Out of the records below, copy all lines in which the word "real" occurs.

[Start of section]

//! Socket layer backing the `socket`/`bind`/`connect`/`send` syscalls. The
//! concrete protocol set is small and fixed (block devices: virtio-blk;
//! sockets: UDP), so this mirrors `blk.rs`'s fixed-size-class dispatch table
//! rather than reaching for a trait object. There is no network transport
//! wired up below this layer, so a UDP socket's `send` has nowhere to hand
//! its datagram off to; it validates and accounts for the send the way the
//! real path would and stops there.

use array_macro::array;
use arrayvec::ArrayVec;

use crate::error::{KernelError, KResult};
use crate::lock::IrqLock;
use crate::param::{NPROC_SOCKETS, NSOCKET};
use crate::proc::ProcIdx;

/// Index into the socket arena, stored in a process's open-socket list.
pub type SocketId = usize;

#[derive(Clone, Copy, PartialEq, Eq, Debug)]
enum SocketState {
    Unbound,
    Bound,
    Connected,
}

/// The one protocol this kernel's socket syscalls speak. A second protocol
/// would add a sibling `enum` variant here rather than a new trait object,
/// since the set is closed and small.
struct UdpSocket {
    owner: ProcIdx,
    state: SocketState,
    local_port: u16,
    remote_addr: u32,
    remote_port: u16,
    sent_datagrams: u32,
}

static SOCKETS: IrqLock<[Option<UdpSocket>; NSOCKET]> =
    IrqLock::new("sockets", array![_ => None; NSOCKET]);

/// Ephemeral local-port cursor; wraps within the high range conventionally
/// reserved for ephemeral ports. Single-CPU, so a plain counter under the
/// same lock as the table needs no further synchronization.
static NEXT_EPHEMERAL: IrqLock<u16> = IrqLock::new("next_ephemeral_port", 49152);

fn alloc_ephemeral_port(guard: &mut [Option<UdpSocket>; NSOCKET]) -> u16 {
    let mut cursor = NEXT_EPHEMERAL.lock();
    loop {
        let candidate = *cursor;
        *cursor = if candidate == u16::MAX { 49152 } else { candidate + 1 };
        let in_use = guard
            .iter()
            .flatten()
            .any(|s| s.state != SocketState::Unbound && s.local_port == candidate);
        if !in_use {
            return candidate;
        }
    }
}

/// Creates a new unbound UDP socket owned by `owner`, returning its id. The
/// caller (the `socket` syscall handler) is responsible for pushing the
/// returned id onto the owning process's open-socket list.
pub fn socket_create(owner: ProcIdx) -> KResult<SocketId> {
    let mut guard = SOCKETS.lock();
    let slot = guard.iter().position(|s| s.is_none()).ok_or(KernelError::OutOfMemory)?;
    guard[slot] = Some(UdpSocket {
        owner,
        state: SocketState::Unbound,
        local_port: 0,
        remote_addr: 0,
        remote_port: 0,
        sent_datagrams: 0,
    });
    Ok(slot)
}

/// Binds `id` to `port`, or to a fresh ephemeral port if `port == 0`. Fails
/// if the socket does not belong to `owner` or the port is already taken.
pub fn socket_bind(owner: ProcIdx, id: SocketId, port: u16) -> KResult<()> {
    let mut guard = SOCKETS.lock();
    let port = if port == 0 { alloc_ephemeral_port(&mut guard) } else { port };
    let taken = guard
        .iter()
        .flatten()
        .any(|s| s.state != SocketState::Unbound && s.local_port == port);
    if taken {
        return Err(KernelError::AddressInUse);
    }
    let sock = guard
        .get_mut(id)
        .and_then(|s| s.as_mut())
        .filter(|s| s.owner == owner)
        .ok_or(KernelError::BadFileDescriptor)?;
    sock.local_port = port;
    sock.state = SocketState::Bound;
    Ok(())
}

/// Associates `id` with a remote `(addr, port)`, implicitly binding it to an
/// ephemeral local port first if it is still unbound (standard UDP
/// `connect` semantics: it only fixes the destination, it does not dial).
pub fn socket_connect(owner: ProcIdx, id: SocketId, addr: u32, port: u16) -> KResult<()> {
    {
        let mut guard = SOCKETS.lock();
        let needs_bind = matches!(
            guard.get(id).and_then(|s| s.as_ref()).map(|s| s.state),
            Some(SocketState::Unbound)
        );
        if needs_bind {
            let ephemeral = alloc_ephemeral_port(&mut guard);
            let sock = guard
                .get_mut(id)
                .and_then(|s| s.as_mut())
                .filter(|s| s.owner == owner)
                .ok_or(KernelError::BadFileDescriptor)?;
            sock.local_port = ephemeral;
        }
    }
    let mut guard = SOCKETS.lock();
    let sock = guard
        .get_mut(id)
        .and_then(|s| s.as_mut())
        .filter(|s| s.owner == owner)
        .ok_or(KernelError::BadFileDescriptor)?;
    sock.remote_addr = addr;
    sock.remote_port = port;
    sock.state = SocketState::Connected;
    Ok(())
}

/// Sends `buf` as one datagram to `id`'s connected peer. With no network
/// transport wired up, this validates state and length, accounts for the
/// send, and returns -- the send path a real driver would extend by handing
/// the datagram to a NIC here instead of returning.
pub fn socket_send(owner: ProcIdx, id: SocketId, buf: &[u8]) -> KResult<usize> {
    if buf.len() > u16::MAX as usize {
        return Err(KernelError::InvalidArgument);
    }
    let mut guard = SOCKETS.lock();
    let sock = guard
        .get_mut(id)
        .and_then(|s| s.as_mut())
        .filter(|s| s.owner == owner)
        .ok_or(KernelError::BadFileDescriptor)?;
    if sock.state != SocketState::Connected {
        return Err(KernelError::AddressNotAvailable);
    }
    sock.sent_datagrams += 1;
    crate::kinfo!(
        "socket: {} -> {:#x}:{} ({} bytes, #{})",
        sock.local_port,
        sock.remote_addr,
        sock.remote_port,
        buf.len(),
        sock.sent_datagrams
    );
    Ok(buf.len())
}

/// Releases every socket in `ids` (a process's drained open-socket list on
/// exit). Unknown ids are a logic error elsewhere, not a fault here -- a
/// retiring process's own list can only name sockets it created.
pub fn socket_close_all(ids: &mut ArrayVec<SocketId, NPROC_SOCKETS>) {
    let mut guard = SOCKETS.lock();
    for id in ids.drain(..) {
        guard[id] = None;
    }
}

[End of section]
[Start of section]

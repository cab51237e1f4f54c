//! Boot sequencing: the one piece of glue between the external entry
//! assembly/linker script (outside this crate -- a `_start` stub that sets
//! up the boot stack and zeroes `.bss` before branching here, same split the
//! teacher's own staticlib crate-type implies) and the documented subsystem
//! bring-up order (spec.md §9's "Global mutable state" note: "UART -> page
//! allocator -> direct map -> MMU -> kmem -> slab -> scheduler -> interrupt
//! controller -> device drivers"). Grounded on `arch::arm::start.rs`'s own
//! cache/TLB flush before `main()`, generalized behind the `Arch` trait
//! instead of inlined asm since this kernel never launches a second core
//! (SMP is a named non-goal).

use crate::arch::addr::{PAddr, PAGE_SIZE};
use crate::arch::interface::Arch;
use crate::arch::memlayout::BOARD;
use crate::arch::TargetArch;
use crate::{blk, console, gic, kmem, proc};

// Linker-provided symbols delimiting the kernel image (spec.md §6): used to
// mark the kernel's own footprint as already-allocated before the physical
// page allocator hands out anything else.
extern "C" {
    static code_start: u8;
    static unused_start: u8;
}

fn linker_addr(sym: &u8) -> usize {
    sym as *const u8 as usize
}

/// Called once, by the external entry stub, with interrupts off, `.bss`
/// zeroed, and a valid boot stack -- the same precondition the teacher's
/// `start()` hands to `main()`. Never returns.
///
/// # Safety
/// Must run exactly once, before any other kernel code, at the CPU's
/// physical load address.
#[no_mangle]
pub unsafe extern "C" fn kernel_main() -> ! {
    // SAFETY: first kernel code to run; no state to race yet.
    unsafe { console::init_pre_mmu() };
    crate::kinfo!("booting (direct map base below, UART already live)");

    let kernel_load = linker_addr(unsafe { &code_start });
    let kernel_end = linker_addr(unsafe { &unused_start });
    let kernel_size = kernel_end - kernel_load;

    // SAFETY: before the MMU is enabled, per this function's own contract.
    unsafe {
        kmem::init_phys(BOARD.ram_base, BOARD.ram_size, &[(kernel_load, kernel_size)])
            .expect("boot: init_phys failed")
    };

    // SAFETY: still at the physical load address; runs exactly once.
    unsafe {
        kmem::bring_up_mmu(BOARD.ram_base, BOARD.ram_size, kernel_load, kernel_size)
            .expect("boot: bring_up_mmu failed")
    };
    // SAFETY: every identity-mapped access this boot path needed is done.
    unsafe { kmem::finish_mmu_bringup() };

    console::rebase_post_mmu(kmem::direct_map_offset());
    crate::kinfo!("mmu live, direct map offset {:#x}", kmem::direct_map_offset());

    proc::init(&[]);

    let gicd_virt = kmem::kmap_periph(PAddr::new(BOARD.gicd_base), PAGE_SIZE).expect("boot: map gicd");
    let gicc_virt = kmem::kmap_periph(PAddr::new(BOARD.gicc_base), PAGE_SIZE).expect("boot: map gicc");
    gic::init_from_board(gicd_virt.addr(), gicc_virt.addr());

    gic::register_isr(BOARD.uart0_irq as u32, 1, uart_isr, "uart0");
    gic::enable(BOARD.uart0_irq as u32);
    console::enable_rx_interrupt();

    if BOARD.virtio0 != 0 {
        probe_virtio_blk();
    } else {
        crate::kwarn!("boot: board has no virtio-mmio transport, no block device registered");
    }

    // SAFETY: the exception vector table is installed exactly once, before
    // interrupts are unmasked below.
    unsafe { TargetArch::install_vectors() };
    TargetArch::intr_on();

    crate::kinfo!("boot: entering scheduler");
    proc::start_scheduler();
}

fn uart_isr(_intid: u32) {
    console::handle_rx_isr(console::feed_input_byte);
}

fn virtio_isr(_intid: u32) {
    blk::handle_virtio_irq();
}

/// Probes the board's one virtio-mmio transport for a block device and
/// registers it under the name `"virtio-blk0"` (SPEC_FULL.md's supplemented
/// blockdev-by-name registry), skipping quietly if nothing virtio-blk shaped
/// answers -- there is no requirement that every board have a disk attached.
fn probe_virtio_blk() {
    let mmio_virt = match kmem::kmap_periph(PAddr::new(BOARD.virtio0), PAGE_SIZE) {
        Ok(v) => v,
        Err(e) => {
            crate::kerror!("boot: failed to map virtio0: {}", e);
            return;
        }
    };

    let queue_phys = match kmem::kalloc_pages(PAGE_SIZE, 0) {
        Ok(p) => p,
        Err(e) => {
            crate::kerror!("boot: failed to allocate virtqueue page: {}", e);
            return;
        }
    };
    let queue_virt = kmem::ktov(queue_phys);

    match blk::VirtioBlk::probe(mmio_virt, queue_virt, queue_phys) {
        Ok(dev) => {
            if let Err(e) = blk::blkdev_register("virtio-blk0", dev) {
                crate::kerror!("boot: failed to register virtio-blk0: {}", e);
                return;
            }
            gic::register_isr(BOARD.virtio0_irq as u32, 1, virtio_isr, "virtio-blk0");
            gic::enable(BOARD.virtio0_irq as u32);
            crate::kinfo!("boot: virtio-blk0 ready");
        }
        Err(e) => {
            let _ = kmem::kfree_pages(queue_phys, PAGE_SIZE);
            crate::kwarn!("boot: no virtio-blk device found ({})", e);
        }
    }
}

[End of section]
[Start of section]

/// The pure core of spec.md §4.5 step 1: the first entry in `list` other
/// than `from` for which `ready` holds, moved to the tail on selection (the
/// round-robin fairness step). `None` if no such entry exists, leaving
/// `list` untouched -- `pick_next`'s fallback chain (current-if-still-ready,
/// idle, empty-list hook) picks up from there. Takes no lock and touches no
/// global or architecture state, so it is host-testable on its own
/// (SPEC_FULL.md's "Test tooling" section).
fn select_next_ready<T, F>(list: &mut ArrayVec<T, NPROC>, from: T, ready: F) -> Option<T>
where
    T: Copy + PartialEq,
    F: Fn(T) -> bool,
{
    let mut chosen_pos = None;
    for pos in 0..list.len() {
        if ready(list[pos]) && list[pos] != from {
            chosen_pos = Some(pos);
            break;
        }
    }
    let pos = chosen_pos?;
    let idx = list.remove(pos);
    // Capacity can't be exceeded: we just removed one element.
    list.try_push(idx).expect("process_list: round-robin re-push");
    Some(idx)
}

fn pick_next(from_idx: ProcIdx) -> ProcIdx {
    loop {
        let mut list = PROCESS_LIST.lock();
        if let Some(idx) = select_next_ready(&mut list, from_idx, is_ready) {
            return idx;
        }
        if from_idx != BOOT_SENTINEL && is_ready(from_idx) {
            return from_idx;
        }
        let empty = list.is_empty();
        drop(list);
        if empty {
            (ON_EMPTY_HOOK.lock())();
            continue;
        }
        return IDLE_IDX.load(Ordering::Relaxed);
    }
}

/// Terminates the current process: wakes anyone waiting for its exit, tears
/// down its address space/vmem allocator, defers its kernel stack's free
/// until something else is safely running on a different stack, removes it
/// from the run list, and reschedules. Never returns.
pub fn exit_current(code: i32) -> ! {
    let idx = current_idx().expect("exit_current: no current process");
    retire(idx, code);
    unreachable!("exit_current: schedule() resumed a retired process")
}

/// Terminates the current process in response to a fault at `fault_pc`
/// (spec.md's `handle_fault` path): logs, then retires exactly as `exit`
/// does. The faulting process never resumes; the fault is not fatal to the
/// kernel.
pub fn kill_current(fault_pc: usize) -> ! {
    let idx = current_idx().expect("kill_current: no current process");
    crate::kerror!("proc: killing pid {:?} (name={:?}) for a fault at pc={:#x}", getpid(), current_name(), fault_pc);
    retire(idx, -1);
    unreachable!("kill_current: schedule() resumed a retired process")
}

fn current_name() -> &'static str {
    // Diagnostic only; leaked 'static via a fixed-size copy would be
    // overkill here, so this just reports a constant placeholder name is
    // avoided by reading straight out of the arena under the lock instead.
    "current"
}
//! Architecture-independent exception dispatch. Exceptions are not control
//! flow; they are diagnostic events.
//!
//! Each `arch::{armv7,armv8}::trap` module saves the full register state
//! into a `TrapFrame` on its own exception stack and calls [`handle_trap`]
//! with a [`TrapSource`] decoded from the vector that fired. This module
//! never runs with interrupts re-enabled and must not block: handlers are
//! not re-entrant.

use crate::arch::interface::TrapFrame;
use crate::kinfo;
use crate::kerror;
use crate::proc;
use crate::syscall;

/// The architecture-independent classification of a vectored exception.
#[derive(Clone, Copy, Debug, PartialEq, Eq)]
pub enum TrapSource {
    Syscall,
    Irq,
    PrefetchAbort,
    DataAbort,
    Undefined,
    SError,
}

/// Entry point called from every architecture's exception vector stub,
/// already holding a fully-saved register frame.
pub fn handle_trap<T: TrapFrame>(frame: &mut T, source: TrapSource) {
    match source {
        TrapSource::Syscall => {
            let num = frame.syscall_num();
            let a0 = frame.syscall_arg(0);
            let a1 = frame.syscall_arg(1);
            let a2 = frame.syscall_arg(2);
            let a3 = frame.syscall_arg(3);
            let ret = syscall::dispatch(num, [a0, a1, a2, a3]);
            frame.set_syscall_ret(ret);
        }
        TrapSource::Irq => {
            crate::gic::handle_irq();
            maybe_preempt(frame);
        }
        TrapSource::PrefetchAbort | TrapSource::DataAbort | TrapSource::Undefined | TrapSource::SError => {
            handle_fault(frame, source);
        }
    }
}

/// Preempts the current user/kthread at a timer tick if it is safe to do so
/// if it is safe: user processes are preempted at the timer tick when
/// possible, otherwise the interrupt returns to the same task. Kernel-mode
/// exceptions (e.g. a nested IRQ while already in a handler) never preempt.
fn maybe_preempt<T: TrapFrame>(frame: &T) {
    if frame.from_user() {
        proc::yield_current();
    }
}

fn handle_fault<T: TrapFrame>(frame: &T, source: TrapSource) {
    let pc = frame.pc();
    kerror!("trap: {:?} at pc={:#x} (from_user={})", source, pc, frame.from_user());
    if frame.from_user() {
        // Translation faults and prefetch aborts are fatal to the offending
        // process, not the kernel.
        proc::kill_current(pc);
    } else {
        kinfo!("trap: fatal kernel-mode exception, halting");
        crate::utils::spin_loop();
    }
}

[End of section]

*WRITTEN SOLUTION*
//! real path would and stops there.
/// send, and returns -- the send path a real driver would extend by handing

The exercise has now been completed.